I always mix overheads first, then blend in the "rooms’ to the overhead pair and subsequently fill in with the spot mics.
The overheads generally sound something like this (I let it fade back to the dull unprocessed sound a couple of times for reference).
Note the balance control is set to 45% Left on the corrected track!
Edit: The Elysia is actually a Tilt EQ not a semi parametric, before somebody asks why Im ‘adding 600 Hz’ with it.
Something I’ve arrived at recently is not really boosting the highs on the overheads - the overall drum buss gets a couple of dB high shelf lift, and the mix bus gets another dB or 2, but I like how smooth the cymbals can sound if instead of boosting the highs, I just cut out the stuff I want less of - the low and mid mids, maybe a little dip where the hi-hats are a bit shrill…
I’m not one of these “cutting is better than boosting” people, I have no compunction about adding insane amounts of boost if it sounds good, just something I was thinking about this morning.
Thanks guys. @Cirrus - I have used a Dynamic EQ / DeEsser to tame overly raucous cymbals too. I definitely like the “bigger picture” approach to this. As has been said many times, it’ll all about context.
I think this is going to be the “rule of thumb” I start taking! Usually I try to get the close mics going and sounding “good”, then “fill in” with the OHs.
After reading through all these responses, it strikes me that the OH mics are generally where your drum “sound” comes from, and maybe those tracks should dictate the direction you mix the drum kit? After all, there are plenty of minimal mic setups that record the kit as a whole. In fact, "close mic-ing (sp?) is actually not the natural way we hear drums…
When I say ‘fill in’ with spot mics, i literally mean just add maybe two impact frequencies.
For instance, 300Hz and 3kHz on a snare drum, and kill the rest with HPF/LPF etc.
Sometimes the Tom spot mics are only LPF at 300Hz and HPF @ 3kHz as the midrange is already there in the room mics.
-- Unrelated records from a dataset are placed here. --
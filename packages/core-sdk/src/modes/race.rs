use std::future::Future;

use futures_util::future::join_all;
use futures_util::stream::{FuturesUnordered, StreamExt};
use tokio::time::Instant;
use tokio_util::sync::CancellationToken;
use tracing::{debug, info, warn};

use super::Engine;
use crate::error::AiError;
use crate::models::{ExecutionConfig, ExecutionResult, FullModelId, Message, RaceEntry, RaceStatus};
use crate::processor::has_files;
use crate::simulator::simulate_streaming;
use crate::stream::StreamSink;

/**
 * \brief 竞速中失败（或被淘汰）的参与者。
 */
#[derive(Debug, Clone, PartialEq)]
pub struct Discarded {
    pub full_model_id: String,
    pub error: AiError,
}

/**
 * \brief 竞速结果：第一个成功者，以及在它之前已经失败的参与者。
 */
#[derive(Debug, Clone, PartialEq)]
pub struct RaceOutcome<T> {
    pub full_model_id: String,
    pub winner: T,
    pub discarded: Vec<Discarded>,
}

/**
 * \brief 并发运行所有参与者，第一个成功者获胜。
 *
 * 每个参与者持有一个从 `parent` 派生的独立取消令牌；
 * 出现赢家后其余令牌立即取消，未完成的请求随之被丢弃。
 * 全部失败时按失败先后返回错误列表。
 */
pub async fn race_first_success<T, F, Fut>(
    ids: &[String],
    parent: &CancellationToken,
    run: F,
) -> Result<RaceOutcome<T>, Vec<Discarded>>
where
    F: Fn(String, CancellationToken) -> Fut,
    Fut: Future<Output = Result<T, AiError>>,
{
    let tokens: Vec<CancellationToken> = ids.iter().map(|_| parent.child_token()).collect();
    let mut pending: FuturesUnordered<_> = ids
        .iter()
        .zip(&tokens)
        .enumerate()
        .map(|(index, (id, token))| {
            let participant = run(id.clone(), token.clone());
            async move { (index, participant.await) }
        })
        .collect();

    let mut discarded = Vec::new();
    while let Some((index, result)) = pending.next().await {
        match result {
            Ok(winner) => {
                for (i, token) in tokens.iter().enumerate() {
                    if i != index && !token.is_cancelled() {
                        token.cancel();
                        debug!(model = %ids[i], "cancelled race participant");
                    }
                }
                return Ok(RaceOutcome {
                    full_model_id: ids[index].clone(),
                    winner,
                    discarded,
                });
            }
            Err(error) => {
                debug!(model = %ids[index], %error, "race participant failed");
                discarded.push(Discarded {
                    full_model_id: ids[index].clone(),
                    error,
                });
            }
        }
    }
    Err(discarded)
}

/** \brief 错误到 test-race 状态的映射。 */
pub fn race_status(error: &AiError) -> RaceStatus {
    if matches!(error, AiError::Cancelled(_)) {
        RaceStatus::Aborted
    } else if error.is_timeout() {
        RaceStatus::Timeout
    } else if let Some(code) = error.status_code() {
        RaceStatus::Error(code)
    } else {
        RaceStatus::NetworkOrOther
    }
}

impl Engine {
    /**
     * \brief run-race：首个成功的模型获胜，其余请求被取消。
     *
     * 参与者从不原生流式；提供 sink 时赢家的内容经模拟器回放。
     */
    pub async fn run_race(
        &self,
        models: &[String],
        messages: &[Message],
        config: &ExecutionConfig,
        sink: Option<&StreamSink>,
        cancel: &CancellationToken,
    ) -> Result<ExecutionResult, AiError> {
        if models.len() < 2 {
            return Err(AiError::Validation(
                "Run Race mode requires at least 2 models".to_string(),
            ));
        }

        let outcome = race_first_success(models, cancel, move |id, token| async move {
            self.execute_single(&id, messages, config, None, &token).await
        })
        .await;

        match outcome {
            Ok(RaceOutcome {
                full_model_id,
                winner,
                discarded,
            }) => {
                info!(winner = %full_model_id, failed_before_win = discarded.len(), "race won");
                if let Some(sink) = sink {
                    simulate_streaming(&winner.content, sink, self.simulator).await;
                }
                Ok(winner)
            }
            Err(failures) => Err(self.race_failure(failures, messages, cancel)),
        }
    }

    fn race_failure(
        &self,
        failures: Vec<Discarded>,
        messages: &[Message],
        cancel: &CancellationToken,
    ) -> AiError {
        warn!(failed = failures.len(), "all race participants failed");
        if cancel.is_cancelled() {
            return self.cancelled();
        }
        if has_files(messages)
            && !failures.is_empty()
            && failures.iter().all(|f| f.error.is_file_support())
        {
            return AiError::FileSupport(self.text("errorModelNotSupportImagesRaceMode", &[]));
        }
        let prefix = self.text("errorRaceModeFailed", &[]);
        match failures.into_iter().next() {
            Some(first) => first.error.prefixed(&prefix),
            None => AiError::Validation(prefix),
        }
    }

    /**
     * \brief test-race：所有模型跑到结束，逐个记录延迟与状态。
     *
     * 不会互相取消，也不会向调用方抛出单个模型的错误。
     */
    pub async fn test_race(
        &self,
        models: &[String],
        messages: &[Message],
        config: &ExecutionConfig,
        cancel: &CancellationToken,
    ) -> Vec<RaceEntry> {
        join_all(
            models
                .iter()
                .map(|id| self.probe(id, messages, config, cancel)),
        )
        .await
    }

    async fn probe(
        &self,
        full_model_id: &str,
        messages: &[Message],
        config: &ExecutionConfig,
        cancel: &CancellationToken,
    ) -> RaceEntry {
        let (name, provider) = self.display_names(full_model_id);
        let started = Instant::now();
        let result = self
            .execute_single(full_model_id, messages, config, None, cancel)
            .await;
        let latency = started.elapsed().as_millis() as u64;

        let (status, error) = match result {
            Ok(_) => (RaceStatus::Ok, None),
            Err(err) => {
                let status = race_status(&err);
                warn!(model = %full_model_id, %status, error = %err, "test-race participant failed");
                (status, Some(err.to_string()))
            }
        };
        RaceEntry {
            full_model_id: full_model_id.to_string(),
            name,
            provider,
            latency,
            status,
            error,
        }
    }

    /** \brief (模型显示名, Provider 名)，查不到时为 "Unknown"。 */
    fn display_names(&self, full_model_id: &str) -> (String, String) {
        let unknown = || ("Unknown".to_string(), "Unknown".to_string());
        let Ok(id) = FullModelId::parse(full_model_id) else {
            return unknown();
        };
        match self.registry().get_provider(&id.provider_id) {
            Some(provider) => {
                let name = provider
                    .model(&id.model_id)
                    .map(|m| m.display_name.clone())
                    .unwrap_or_else(|| id.model_id.clone());
                (name, provider.name)
            }
            None => unknown(),
        }
    }
}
The point is that you dont need to ‘double up’ on stuff thats already there in your main stereo pairs.
When I get a chance, I will put up the rest of the kit for this this little section. I would love to hear how all of you guys mix this!
Do you have a tape saturation plugin with a variable LP rolloff?
This thing kicks ass on the cymbals. I’ve been studying it extensively over the last few days been trying it on a bunch of stuff. Its a tape-distortion-on-steroids unit with compression emulation built in and a hell of a lot of attitude.
As you increase the warmth settings it rebalances the saturation of low harmonics vs higher frequency harmonics giving you the appearance of rolling off top end without just dulling everything down like a poorly implemented HF shelf does sometimes.
Nope. The only tape plugin I have is an AirWindows one. Are they especially good at smoothing out harshness?
That Fatso does sound nice. Then I checked out its price…
I think this is one of the greatest harshness smoothers ever made. The Waves C6 is my other go-to for smoothing abrasive brittle chunks of cymbal buildup and rattle.
Yeah. That Fatso is pricey. I can see where $150 is a lot for a single plugin. Just an idea. I was assuming you’d look at the plugin…I just posted the demo of the hardware because I think that video does a better job of demoing the unit than anything else I know of.
Always full of information. Thanks!
The overheads are not really that difficult, its nailing the room pair that makes it interesting.
Well, I originally started this thread to pick your collective brains on how you’d approach “fixing” this particular track- basically centering the kick/snare.
Now… after hearing what you guys have done with just the OH tracks, I’m really curious to see what you’ll do will ALL the tracks, and HOW you got there! I’ll put 'em up as soon as I am able.
New thread with all the drums started here:
I’ll probably take a crack at this tomorrow.